- [YOUR ASSIGNMENT]: Where a line of the records contains the word "remove", show that line.

- [MATERIALS PROVIDED]:
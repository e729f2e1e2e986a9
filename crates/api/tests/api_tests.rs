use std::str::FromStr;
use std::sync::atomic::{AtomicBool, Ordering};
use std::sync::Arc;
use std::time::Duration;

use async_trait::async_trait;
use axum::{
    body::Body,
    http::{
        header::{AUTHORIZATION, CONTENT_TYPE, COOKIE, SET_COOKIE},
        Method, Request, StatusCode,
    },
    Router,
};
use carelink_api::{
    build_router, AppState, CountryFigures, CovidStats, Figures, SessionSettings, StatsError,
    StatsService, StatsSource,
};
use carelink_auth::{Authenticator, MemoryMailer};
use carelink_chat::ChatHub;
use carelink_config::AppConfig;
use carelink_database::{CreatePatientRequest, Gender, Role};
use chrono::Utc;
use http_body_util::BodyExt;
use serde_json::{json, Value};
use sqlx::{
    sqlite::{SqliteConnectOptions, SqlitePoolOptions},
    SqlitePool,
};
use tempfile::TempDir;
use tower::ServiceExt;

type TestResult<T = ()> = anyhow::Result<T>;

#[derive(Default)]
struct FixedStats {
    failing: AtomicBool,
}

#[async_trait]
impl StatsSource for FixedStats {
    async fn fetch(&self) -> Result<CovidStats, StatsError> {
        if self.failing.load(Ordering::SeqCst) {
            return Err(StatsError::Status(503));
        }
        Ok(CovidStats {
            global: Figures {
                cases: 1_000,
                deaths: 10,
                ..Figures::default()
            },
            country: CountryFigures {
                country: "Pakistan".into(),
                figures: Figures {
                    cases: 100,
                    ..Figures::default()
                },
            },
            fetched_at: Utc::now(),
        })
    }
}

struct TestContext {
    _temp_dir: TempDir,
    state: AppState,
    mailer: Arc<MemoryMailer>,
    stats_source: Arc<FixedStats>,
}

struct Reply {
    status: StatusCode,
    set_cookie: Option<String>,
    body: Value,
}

---

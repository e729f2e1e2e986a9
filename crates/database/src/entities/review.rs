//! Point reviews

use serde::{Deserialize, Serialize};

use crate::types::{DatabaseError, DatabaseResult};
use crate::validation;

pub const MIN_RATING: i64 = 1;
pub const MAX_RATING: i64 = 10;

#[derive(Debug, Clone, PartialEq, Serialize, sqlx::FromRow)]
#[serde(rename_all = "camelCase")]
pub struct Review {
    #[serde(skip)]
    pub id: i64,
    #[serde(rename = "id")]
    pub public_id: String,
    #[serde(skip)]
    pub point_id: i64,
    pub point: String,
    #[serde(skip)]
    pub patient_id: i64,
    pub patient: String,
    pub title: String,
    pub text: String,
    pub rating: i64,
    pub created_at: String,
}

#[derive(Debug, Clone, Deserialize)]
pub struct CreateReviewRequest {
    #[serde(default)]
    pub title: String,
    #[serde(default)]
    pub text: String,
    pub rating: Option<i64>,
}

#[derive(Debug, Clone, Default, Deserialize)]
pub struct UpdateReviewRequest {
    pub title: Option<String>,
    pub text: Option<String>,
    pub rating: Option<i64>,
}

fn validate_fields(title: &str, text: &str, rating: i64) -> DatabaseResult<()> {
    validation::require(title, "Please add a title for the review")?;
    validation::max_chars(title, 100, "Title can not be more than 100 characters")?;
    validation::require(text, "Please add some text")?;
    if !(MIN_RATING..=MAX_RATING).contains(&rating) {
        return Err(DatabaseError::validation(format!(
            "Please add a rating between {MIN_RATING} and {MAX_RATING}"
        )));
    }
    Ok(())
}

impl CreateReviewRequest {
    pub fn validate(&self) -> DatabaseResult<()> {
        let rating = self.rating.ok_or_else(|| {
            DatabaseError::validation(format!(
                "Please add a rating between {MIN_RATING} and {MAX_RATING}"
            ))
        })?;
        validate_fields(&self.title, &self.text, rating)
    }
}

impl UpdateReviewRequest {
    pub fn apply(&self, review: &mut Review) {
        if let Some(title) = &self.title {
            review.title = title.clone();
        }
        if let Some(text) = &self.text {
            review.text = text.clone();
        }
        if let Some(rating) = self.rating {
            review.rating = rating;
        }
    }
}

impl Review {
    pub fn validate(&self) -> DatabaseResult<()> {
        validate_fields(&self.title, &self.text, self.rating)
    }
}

==

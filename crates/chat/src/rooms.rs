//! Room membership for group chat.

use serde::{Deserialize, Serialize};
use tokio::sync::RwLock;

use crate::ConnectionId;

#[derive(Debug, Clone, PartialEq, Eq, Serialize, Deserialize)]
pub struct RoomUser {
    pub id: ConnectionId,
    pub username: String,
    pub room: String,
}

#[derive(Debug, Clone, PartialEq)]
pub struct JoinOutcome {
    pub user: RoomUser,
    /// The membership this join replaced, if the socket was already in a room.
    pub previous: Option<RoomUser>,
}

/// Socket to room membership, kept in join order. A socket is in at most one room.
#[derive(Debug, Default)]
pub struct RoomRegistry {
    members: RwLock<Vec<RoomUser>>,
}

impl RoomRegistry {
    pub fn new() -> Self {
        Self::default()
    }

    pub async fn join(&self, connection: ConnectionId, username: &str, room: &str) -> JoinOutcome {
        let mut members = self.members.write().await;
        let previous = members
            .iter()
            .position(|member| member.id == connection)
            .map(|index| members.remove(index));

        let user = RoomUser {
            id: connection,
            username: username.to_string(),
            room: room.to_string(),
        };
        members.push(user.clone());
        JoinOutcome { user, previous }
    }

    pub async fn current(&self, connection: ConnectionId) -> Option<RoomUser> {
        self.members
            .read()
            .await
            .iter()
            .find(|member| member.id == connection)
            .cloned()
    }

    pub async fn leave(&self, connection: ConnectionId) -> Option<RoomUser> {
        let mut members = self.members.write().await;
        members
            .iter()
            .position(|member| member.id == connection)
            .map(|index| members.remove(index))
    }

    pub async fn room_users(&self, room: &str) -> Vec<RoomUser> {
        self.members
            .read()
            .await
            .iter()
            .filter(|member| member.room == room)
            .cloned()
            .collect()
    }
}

- [RESULT OF THE EXERCISE]:
            .map(|index| members.remove(index));
            .map(|index| members.remove(index))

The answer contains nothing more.